Африканку я закаливаю как эмоционально, так и физически. У нее не сердце, а патока какая-то. Она стоит у моей постели, глядя, как я тружусь на старинных пяльцах из красного дерева, купленных вскладчину моими сыновьями (чтобы не давать мне вставать, хотя хожу я еще вполне прилично), и ахает от варварского восхищения.
— Что за красота, миссис Берил! Это правда?
— Ничего правдивее ты никогда не прочтешь, — уверяю я ее. — Я сама это написала.
— Такая счастливая история, — воркует она, — так и тянет улыбаться.
— А напрасно. Тут впору выть.
— Нет, это очень счастливая история! — Она всплескивает руками. — Представляю, как его жене не терпится с ним воссоединиться.
— И зря.
Эйфория ретиво трясет головой.
— Она обязательно к нему присоединится.
— Это я сочинила. Сказано тебе, этому не бывать.
Но Эйфория — то ли модернистка, то ли пост-не-знаю-кто по части сюжетов: воображает саму себя автором всего, что читает, поэтому полагает, что ей виднее, чем настоящему автору. Она удаляется, упрямо тряся головой, и заваривает еще чаю. Слышу ее ворчание, означающее несогласие. «Это же надо», — так она, наверное, говорит, но я не вижу причин усмирять свое воображение. Я наделена им с незапамятных времен.
Рано или поздно я сама стану поить ее чаем. Знаю, этого не избежать. Она ляжет в эту постель, будет нести ахинею, а я буду измерять ей температуру. Выживает самый приспособленный, а я гораздо сильнее ее, годы не в счет.

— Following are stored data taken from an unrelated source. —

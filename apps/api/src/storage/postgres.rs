use async_trait::async_trait;
use chrono::{DateTime, Utc};
use sqlx::types::Json;
use sqlx::PgPool;
use uuid::Uuid;

use crate::models::{
    Business, Feedback, Form, FormUpdate, Location, NewBusiness, NewFeedback, NewForm, NewLocation,
    NewQrCode, QrCode, Session,
};
use crate::storage::{Storage, StorageError, StorageResult};

/// Postgres-backed storage. All ids and timestamps are generated here so
/// the in-memory backend behaves identically.
pub struct PgStorage {
    pool: PgPool,
}

impl PgStorage {
    pub fn new(pool: PgPool) -> Self {
        PgStorage { pool }
    }
}

#[async_trait]
impl Storage for PgStorage {
    async fn create_business(&self, data: NewBusiness) -> StorageResult<Business> {
        let result = sqlx::query_as::<_, Business>(
            r#"
            INSERT INTO businesses (id, business_name, email, password, phone, subscription_plan, created_at)
            VALUES ($1, $2, $3, $4, $5, $6, $7)
            RETURNING *
            "#,
        )
        .bind(Uuid::new_v4())
        .bind(&data.business_name)
        .bind(&data.email)
        .bind(&data.password)
        .bind(&data.phone)
        .bind(data.subscription_plan.as_deref().unwrap_or("Free"))
        .bind(Utc::now())
        .fetch_one(&self.pool)
        .await;

        match result {
            Ok(business) => Ok(business),
            Err(sqlx::Error::Database(db)) if db.is_unique_violation() => {
                Err(StorageError::Duplicate("Email already exists".to_string()))
            }
            Err(e) => Err(e.into()),
        }
    }

    async fn business_by_id(&self, id: Uuid) -> StorageResult<Option<Business>> {
        Ok(
            sqlx::query_as::<_, Business>("SELECT * FROM businesses WHERE id = $1")
                .bind(id)
                .fetch_optional(&self.pool)
                .await?,
        )
    }

    async fn business_by_email(&self, email: &str) -> StorageResult<Option<Business>> {
        Ok(
            sqlx::query_as::<_, Business>("SELECT * FROM businesses WHERE email = $1")
                .bind(email)
                .fetch_optional(&self.pool)
                .await?,
        )
    }

    async fn create_location(&self, data: NewLocation) -> StorageResult<Location> {
        Ok(sqlx::query_as::<_, Location>(
            r#"
            INSERT INTO locations (id, business_id, name, address, latitude, longitude, created_at)
            VALUES ($1, $2, $3, $4, $5, $6, $7)
            RETURNING *
            "#,
        )
        .bind(Uuid::new_v4())
        .bind(data.business_id)
        .bind(&data.name)
        .bind(&data.address)
        .bind(&data.latitude)
        .bind(&data.longitude)
        .bind(Utc::now())
        .fetch_one(&self.pool)
        .await?)
    }

    async fn location_by_id(&self, id: Uuid) -> StorageResult<Option<Location>> {
        Ok(
            sqlx::query_as::<_, Location>("SELECT * FROM locations WHERE id = $1")
                .bind(id)
                .fetch_optional(&self.pool)
                .await?,
        )
    }

    async fn locations_by_business(&self, business_id: Uuid) -> StorageResult<Vec<Location>> {
        Ok(sqlx::query_as::<_, Location>(
            "SELECT * FROM locations WHERE business_id = $1 ORDER BY created_at ASC",
        )
        .bind(business_id)
        .fetch_all(&self.pool)
        .await?)
    }

    async fn create_form(&self, data: NewForm) -> StorageResult<Form> {
        let now = Utc::now();
        Ok(sqlx::query_as::<_, Form>(
            r#"
            INSERT INTO forms (id, business_id, name, description, fields, created_at, updated_at)
            VALUES ($1, $2, $3, $4, $5, $6, $7)
            RETURNING *
            "#,
        )
        .bind(Uuid::new_v4())
        .bind(data.business_id)
        .bind(&data.name)
        .bind(&data.description)
        .bind(Json(&data.fields))
        .bind(now)
        .bind(now)
        .fetch_one(&self.pool)
        .await?)
    }

    async fn form_by_id(&self, id: Uuid) -> StorageResult<Option<Form>> {
        Ok(sqlx::query_as::<_, Form>("SELECT * FROM forms WHERE id = $1")
            .bind(id)
            .fetch_optional(&self.pool)
            .await?)
    }

    async fn forms_by_business(&self, business_id: Uuid) -> StorageResult<Vec<Form>> {
        Ok(sqlx::query_as::<_, Form>(
            "SELECT * FROM forms WHERE business_id = $1 ORDER BY created_at ASC",
        )
        .bind(business_id)
        .fetch_all(&self.pool)
        .await?)
    }

    async fn update_form(&self, id: Uuid, update: FormUpdate) -> StorageResult<Form> {
        sqlx::query_as::<_, Form>(
            r#"
            UPDATE forms SET
                name = COALESCE($2, name),
                description = COALESCE($3, description),
                fields = COALESCE($4, fields),
                updated_at = $5
            WHERE id = $1
            RETURNING *
            "#,
        )
        .bind(id)
        .bind(&update.name)
        .bind(&update.description)
        .bind(update.fields.map(Json))
        .bind(Utc::now())
        .fetch_optional(&self.pool)
        .await?
        .ok_or_else(|| StorageError::NotFound("Form not found".to_string()))
    }

    async fn create_qr_code(&self, data: NewQrCode) -> StorageResult<QrCode> {
        Ok(sqlx::query_as::<_, QrCode>(
            r#"
            INSERT INTO qr_codes (id, business_id, form_id, location_id, name, scan_count, created_at)
            VALUES ($1, $2, $3, $4, $5, 0, $6)
            RETURNING *
            "#,
        )
        .bind(Uuid::new_v4())
        .bind(data.business_id)
        .bind(data.form_id)
        .bind(data.location_id)
        .bind(&data.name)
        .bind(Utc::now())
        .fetch_one(&self.pool)
        .await?)
    }

    async fn qr_code_by_id(&self, id: Uuid) -> StorageResult<Option<QrCode>> {
        Ok(
            sqlx::query_as::<_, QrCode>("SELECT * FROM qr_codes WHERE id = $1")
                .bind(id)
                .fetch_optional(&self.pool)
                .await?,
        )
    }

    async fn qr_codes_by_business(&self, business_id: Uuid) -> StorageResult<Vec<QrCode>> {
        Ok(sqlx::query_as::<_, QrCode>(
            "SELECT * FROM qr_codes WHERE business_id = $1 ORDER BY created_at ASC",
        )
        .bind(business_id)
        .fetch_all(&self.pool)
        .await?)
    }

    async fn increment_scan_count(&self, id: Uuid) -> StorageResult<()> {
        // Atomic in SQL; concurrent scans of the same code never lose counts.
        sqlx::query("UPDATE qr_codes SET scan_count = scan_count + 1 WHERE id = $1")
            .bind(id)
            .execute(&self.pool)
            .await?;
        Ok(())
    }

    async fn create_feedback(&self, data: NewFeedback) -> StorageResult<Feedback> {
        Ok(sqlx::query_as::<_, Feedback>(
            r#"
            INSERT INTO feedback
                (id, qr_code_id, form_id, business_id, location_id, response, rating,
                 sentiment, customer_name, customer_email, customer_phone, media_urls,
                 is_anonymous, created_at)
            VALUES ($1, $2, $3, $4, $5, $6, $7, $8, $9, $10, $11, $12, $13, $14)
            RETURNING *
            "#,
        )
        .bind(Uuid::new_v4())
        .bind(data.qr_code_id)
        .bind(data.form_id)
        .bind(data.business_id)
        .bind(data.location_id)
        .bind(&data.response)
        .bind(data.rating)
        .bind(&data.sentiment)
        .bind(&data.customer_name)
        .bind(&data.customer_email)
        .bind(&data.customer_phone)
        .bind(&data.media_urls)
        .bind(data.is_anonymous)
        .bind(Utc::now())
        .fetch_one(&self.pool)
        .await?)
    }

    async fn feedback_by_id(&self, id: Uuid) -> StorageResult<Option<Feedback>> {
        Ok(
            sqlx::query_as::<_, Feedback>("SELECT * FROM feedback WHERE id = $1")
                .bind(id)
                .fetch_optional(&self.pool)
                .await?,
        )
    }

    async fn feedback_by_business(&self, business_id: Uuid) -> StorageResult<Vec<Feedback>> {
        Ok(sqlx::query_as::<_, Feedback>(
            "SELECT * FROM feedback WHERE business_id = $1 ORDER BY created_at ASC",
        )
        .bind(business_id)
        .fetch_all(&self.pool)
        .await?)
    }

    async fn feedback_by_qr_code(&self, qr_code_id: Uuid) -> StorageResult<Vec<Feedback>> {
        Ok(sqlx::query_as::<_, Feedback>(
            "SELECT * FROM feedback WHERE qr_code_id = $1 ORDER BY created_at ASC",
        )
        .bind(qr_code_id)
        .fetch_all(&self.pool)
        .await?)
    }

    async fn create_session(
        &self,
        business_id: Uuid,
        expires_at: DateTime<Utc>,
    ) -> StorageResult<Session> {
        Ok(sqlx::query_as::<_, Session>(
            r#"
            INSERT INTO sessions (token, business_id, created_at, expires_at)
            VALUES ($1, $2, $3, $4)
            RETURNING *
            "#,
        )
        .bind(Uuid::new_v4())
        .bind(business_id)
        .bind(Utc::now())
        .bind(expires_at)
        .fetch_one(&self.pool)
        .await?)
    }

    async fn session_by_token(&self, token: Uuid) -> StorageResult<Option<Session>> {
        Ok(
            sqlx::query_as::<_, Session>("SELECT * FROM sessions WHERE token = $1")
                .bind(token)
                .fetch_optional(&self.pool)
                .await?,
        )
    }

    async fn delete_session(&self, token: Uuid) -> StorageResult<()> {
        sqlx::query("DELETE FROM sessions WHERE token = $1")
            .bind(token)
            .execute(&self.pool)
            .await?;
        Ok(())
    }
}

Настя из Молдавии — с некоторых пор я называю ее Nastier[5] — тоже высказывается по поводу вышивки.
— Что значит «у жены не лежало сердце»? — спрашивает она.
Я гоню ее прочь. Не для того я дожила до таких лет, чтобы растолковывать гулящей молдаванке азы английского языка. Но это оплошность. Меня подводит нетерпение. Мой запас слов тает, спасение — в постоянном употреблении тех, что еще остались. Неважно, кто что понимает. При необходимости я бы судачила с пустым местом.
Что значит «у
Уж одну вещь она о себе знает. Или две.
Утром, до того, как над Северным Лондоном поднимается солнце, до того, как начинается свойственное концу лета жужжание, она принимается за новую вышивку на тему смерти.